A demanda, como demanda do Outro, desvela que no homem o desenvolvimento não ocorre naturalmente por meio de fases, mas antes está calcado nas intervenções da demanda do Outro no circuito pulsional do bebê, como a passagem da pulsão oral à pulsão anal (Jerusalinsky, 2010). Não há um processo de maturação libidinal, mas uma relação a dois, na qual o sujeito se encontra em disjunção e conjunção com a demanda do Outro (Quinet, 2000).
Nesse sentido, quando o bebê grita, a mãe supõe um pedido, que é interpretado como uma demanda por satisfação dirigida a ela. A demanda pode ser entendida como um apelo na busca por complementação através de um objeto que poderia satisfazer o sujeito. Na demanda fica implícito o desejo na busca pelo objeto perdido:
Na demanda há sempre um pedido de restituição de um status quo ante, de um estado anterior de complementação que o sujeito supõe existir ou ter existido.... O desejo é justamente a busca, a procura daquele objeto suposto da primeira experiência fictícia de satisfação, que nunca existiu, mas é um postulado necessário a Freud para constituir o objeto como faltante e sua conseqüente busca por parte do sujeito. (Quinet, 2000, p. 88).
Nesse sentido, o sujeito se estrutura a partir de um furo, o qual é correlato ao conceito do objeto perdido, como citado acima. Logo, é condição necessária ao desejo a introdução da dimensão da falta, portanto, o desejo é por definição sempre insatisfeito e incompleto.
É interessante destacar que Lacan (1998), em seu seminário sobre os quatro conceitos fundamentais da psicanálise, vale-se do mito de Aristófanes, o qual de modo sintético traz uma representação mítica pela busca por um complemento sexual na procura pelo amor.

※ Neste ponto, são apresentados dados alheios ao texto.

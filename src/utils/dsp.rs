//! Common, shared DSP tools for effects.

pub mod biquad;
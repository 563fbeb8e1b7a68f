use std::{fs::File, io, path::Path};

use symphonia::core::{
    audio::SampleBuffer,
    codecs::{Decoder, DecoderOptions},
    errors::Error as SymphoniaError,
    formats::{FormatOptions, FormatReader},
    io::MediaSourceStream,
    meta::MetadataOptions,
    probe::Hint,
};

use crate::{utils::buffer::extend_from_interleaved_channel, Error};

// -------------------------------------------------------------------------------------------------

/// Decodes the default track of an audio file into plain `f32` sample buffers.
pub(crate) struct AudioDecoder {
    track_id: u32,
    decoder: Box<dyn Decoder>,
    format: Box<dyn FormatReader>,
}

impl AudioDecoder {
    /// Create a new decoder from the given file path.
    pub fn from_file<P: AsRef<Path>>(path: P) -> Result<Self, Error> {
        let file = Box::new(File::open(path.as_ref())?);
        let source_stream = MediaSourceStream::new(file, Default::default());

        let mut hint = Hint::new();
        if let Some(extension) = path.as_ref().extension().and_then(|e| e.to_str()) {
            hint.with_extension(extension);
        }
        let probed = symphonia::default::get_probe()
            .format(
                &hint,
                source_stream,
                &FormatOptions::default(),
                &MetadataOptions::default(),
            )
            .map_err(|err| Error::AudioDecodingError(Box::new(err)))?;

        let format = probed.format;
        let Some(track) = format.default_track() else {
            return Err(Error::AudioDecodingError(
                "Audio file has no default track".into(),
            ));
        };
        let track_id = track.id;

        let decoder = symphonia::default::get_codecs()
            .make(&track.codec_params, &DecoderOptions::default())
            .map_err(|err| Error::AudioDecodingError(Box::new(err)))?;

        Ok(Self {
            track_id,
            decoder,
            format,
        })
    }

    /// Sample rate of the decoded track, if known.
    pub fn sample_rate(&self) -> Option<u32> {
        self.decoder.codec_params().sample_rate
    }

    /// Decode all remaining packets and return the given channel's samples.
    ///
    /// Packets which fail to decode because of invalid data are skipped. Channels which
    /// don't exist in the file are an error.
    pub fn decode_channel(&mut self, channel: usize) -> Result<Vec<f32>, Error> {
        let mut output = Vec::new();
        let mut sample_buffer: Option<SampleBuffer<f32>> = None;
        let mut buffer_frames = 0;
        loop {
            let packet = match self.format.next_packet() {
                Ok(packet) => packet,
                Err(SymphoniaError::IoError(err)) if err.kind() == io::ErrorKind::UnexpectedEof => {
                    break; // End of this stream.
                }
                Err(err) => return Err(Error::AudioDecodingError(Box::new(err))),
            };
            // Skip packets of other tracks.
            if packet.track_id() != self.track_id {
                continue;
            }
            match self.decoder.decode(&packet) {
                Ok(decoded) => {
                    let spec = *decoded.spec();
                    let channel_count = spec.channels.count();
                    if channel >= channel_count {
                        return Err(Error::AudioDecodingError(
                            format!("Audio file has no channel #{channel}").into(),
                        ));
                    }
                    let capacity = decoded.capacity();
                    if buffer_frames < capacity {
                        sample_buffer = None;
                    }
                    let buffer = sample_buffer.get_or_insert_with(|| {
                        buffer_frames = capacity;
                        SampleBuffer::new(capacity as u64, spec)
                    });
                    buffer.copy_interleaved_ref(decoded);
                    extend_from_interleaved_channel(
                        buffer.samples(),
                        channel_count,
                        channel,
                        &mut output,
                    );
                }
                Err(SymphoniaError::IoError(err)) => {
                    log::warn!("Audio file decoder I/O error: {err}");
                    continue;
                }
                Err(SymphoniaError::DecodeError(err)) => {
                    log::warn!("Audio file decoder error: {err}");
                    continue;
                }
                Err(err) => return Err(Error::AudioDecodingError(Box::new(err))),
            }
        }
        Ok(output)
    }
}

Lacan (1998) faz uma releitura desse mito, e propõe a partir da experiência analítica uma busca pela parte perdida em si mesmo, "que é constituída pelo fato dele ser apenas um vivo sexuado, e não mais ser imortal" (p. 195). Vemos que Lacan retoma esse mito para encarnar a parte faltosa, a qual é essencial para o engendramento do sujeito.
Desse modo, Lacan denomina como vel, referindo-se a essa primeira operação essencial em que se funda o sujeito: a alienação. Trata-se do que "condena o sujeito a só aparecer nessa divisão que venho, me parece, de articular suficientemente ao dizer que se ele aparece de um lado como sentido, produzido pelo significante, do outro ele aparece como afânise" (Lacan, 1998, p. 199).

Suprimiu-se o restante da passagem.